Il Presidente è un romanzo di Georges Simenon, scritto tra l'8 e il 14 ottobre 1957[1] e pubblicato nel 1958 da Presses de la Cité. La prima traduzione in italiano è di Roberto Cantini, per Mondadori nel 1960 (collana "BEM" n° 130), cui segue quella di Luciana Cisabani per Adelphi ("Biblioteca Adelphi" n° 512), nel 2007. Il romanzo è incluso nella raccolta Romans II, a cura di Jacques Dubois e Benoît Denis, "Bibliothèque de la Pléiade", Gallimard, Paris 2003 (a sua volta tradotto in Romanzi, volume II, "La Nave Argo", Adelphi, 2010).

Pierre Assouline sostiene che tramite questo romanzo, Simenon abbia voluto fare un disegno della corruzione, dei ricatti e dei conflitti d'interesse della quarta Repubblica francese[2] e di essersi ispirato alle figure di Georges Clemenceau e in parte di Aristide Briand[3].

Émile Beaufort è "il presidente", protagonista del romanzo. È stato uno dei "Cinque Grandi" che hanno governato il mondo nei decenni precedenti ed è già entrato nella leggenda e nei libri di storia, ma ormai vecchio e malmesso in salute, reduce da un ictus che gli ha compromesso la deambulazione, trascorre le sue giornate ritirato nella residenza "Les Ébergues", che gli è stata messa a disposizione dal governo, con il personale che lo accudisce, perché a differenza di quasi tutti i politici non si è per nulla arricchito avendo fatto della integrità e del dovere verso lo Stato la sua unica ragione di vita.

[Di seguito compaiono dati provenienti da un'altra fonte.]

//! 経緯度ポリゴンの日付変更線(±180°)まわりの処理

use geo::{BooleanOps, BoundingRect, Coord, LineString, MultiPolygon, Polygon, Rect, Translate};

const WORLD_MIN_LON: f64 = -180.0;
const WORLD_MAX_LON: f64 = 180.0;
const EPSILON: f64 = 1e-9;

/// リングの始点と終点が一致し、4点以上あるか
pub fn is_closed_ring(coords: &[Coord<f64>]) -> bool {
    coords.len() >= 4 && coords.first() == coords.last()
}

/// 経度を [-180, 180) に正規化する
pub fn wrap_longitude(lon: f64) -> f64 {
    (lon + 180.0).rem_euclid(360.0) - 180.0
}

/// 隣接頂点間で経度が180°を超えて跳ぶ（日付変更線をまたぐ）か
pub fn crosses_antimeridian(ring: &LineString<f64>) -> bool {
    ring.lines()
        .any(|line| (line.end.x - line.start.x).abs() > 180.0)
}

fn shift_western(ring: &LineString<f64>) -> LineString<f64> {
    ring.coords()
        .map(|c| {
            if c.x < 0.0 {
                Coord { x: c.x + 360.0, y: c.y }
            } else {
                *c
            }
        })
        .collect()
}

/// 日付変更線をまたぐリングの西半球側の経度に +360 して連続させる
pub fn unwrap_ring(ring: &LineString<f64>) -> LineString<f64> {
    if crosses_antimeridian(ring) {
        shift_western(ring)
    } else {
        ring.clone()
    }
}

/// 外周が日付変更線をまたぐ場合、穴も含めて西半球側をずらす
pub fn unwrap_polygon(polygon: &Polygon<f64>) -> Polygon<f64> {
    if !crosses_antimeridian(polygon.exterior()) {
        return polygon.clone();
    }
    Polygon::new(
        shift_western(polygon.exterior()),
        polygon.interiors().iter().map(shift_western).collect(),
    )
}

/// 日付変更線で分割された複数パートを1つのポリゴンにまとめる。
/// 1つにまとまらない場合は `None`。
pub fn stitch_parts(parts: &[Polygon<f64>]) -> Option<Polygon<f64>> {
    match parts {
        [] => None,
        [single] => Some(unwrap_polygon(single)),
        _ => {
            let touches = |limit: f64| {
                parts.iter().any(|p| {
                    p.bounding_rect()
                        .map(|r| {
                            (r.min().x - limit).abs() < EPSILON
                                || (r.max().x - limit).abs() < EPSILON
                        })
                        .unwrap_or(false)
                })
            };
            let split_at_antimeridian = touches(WORLD_MIN_LON) && touches(WORLD_MAX_LON);

            let shifted: Vec<Polygon<f64>> = parts
                .iter()
                .map(|p| {
                    let western = p
                        .bounding_rect()
                        .map(|r| r.max().x <= 0.0)
                        .unwrap_or(false);
                    if split_at_antimeridian && western {
                        p.translate(360.0, 0.0)
                    } else {
                        p.clone()
                    }
                })
                .collect();

            let mut merged = MultiPolygon::new(vec![shifted[0].clone()]);
            for part in &shifted[1..] {
                merged = merged.union(&MultiPolygon::new(vec![part.clone()]));
            }

            let mut polygons = merged.0;
            if polygons.len() == 1 {
                polygons.pop()
            } else {
                None
            }
        }
    }
}

/// 経度範囲が [-180, 180] をはみ出すポリゴンを世界範囲内のパートに分割する。
/// はみ出した部分は ±360 して戻す。
pub fn split_antimeridian(polygon: &Polygon<f64>) -> Vec<Polygon<f64>> {
    let rect = match polygon.bounding_rect() {
        Some(rect) => rect,
        None => return Vec::new(),
    };
    if rect.min().x >= WORLD_MIN_LON && rect.max().x <= WORLD_MAX_LON {
        return vec![polygon.clone()];
    }

    let mut parts = Vec::new();
    for shift in [-360.0, 0.0, 360.0] {
        let window = Rect::new(
            Coord { x: WORLD_MIN_LON + shift, y: -90.0 },
            Coord { x: WORLD_MAX_LON + shift, y: 90.0 },
        )
        .to_polygon();
        let clipped = polygon.intersection(&window);
        parts.extend(clipped.0.into_iter().map(|p| p.translate(-shift, 0.0)));
    }
    parts
}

Ambiva a diventare Presidente della Repubblica ma non c'era riuscito e perciò si era ritirato sdegnosamente dalla vita pubblica con la quale ha ormai notizie solo attraverso i giornali e i notiziari della radio. È accudito da una segretaria, da una cuoca e da un autista che lo riveriscono e temono e che lui comanda a bacchetta, solo l'infermiera sembra non essere intimorita dalla celebrità. Di carattere non facile, astioso, freddo, cinico, orgoglioso, irritabile e ancora pieno di sé, il presidente, ormai ex-presidente del Consiglio dei ministri e a sua volta più volte ministro, vive soprattutto di ricordi. Periodicamente, riceve la telefonata di un ex compagno di classe, tale Xavier Malate, che serba rancore per una raccomandazione che molti anni prima il presidente gli aveva negato. "L'ho giurato, verrò al tuo funerale" proclamava minaccioso ogni volta, e poi riappende. L'ultima telefonata gli è stata fatta quella mattina da un ospedale dove Xavier era stato ricoverato in attesa d'essere operato. Ogni tanto un giornalista riusciva a essere ammesso alla sua presenza e dalle dichiarazioni lasciava trapelare che era intento a scrivere una "vera" autobiografia, ben diversa dalle biografie ufficiali, con molti dettagli mai rivelati. La cosa ha qualche fondamento. In verità è intento sì a scrivere dei resoconti, ma in modo non organico: sono piuttosto note, commenti che riguardano singoli personaggi. Scrive queste note a margine di una propria biografia in inglese o su dei fogli che poi metodicamente inserisce all'interno dei molti libri della biblioteca. È certo che qualcuno stia cercando di impadronisrsi di questi manoscritti, perché ha escogitato un sistema per verificare se i libri vengono aperti ma non ha ancora capito chi della casa possa essere la "talpa". Forse uno dei poliziotti che a turno sorvegliano la casa.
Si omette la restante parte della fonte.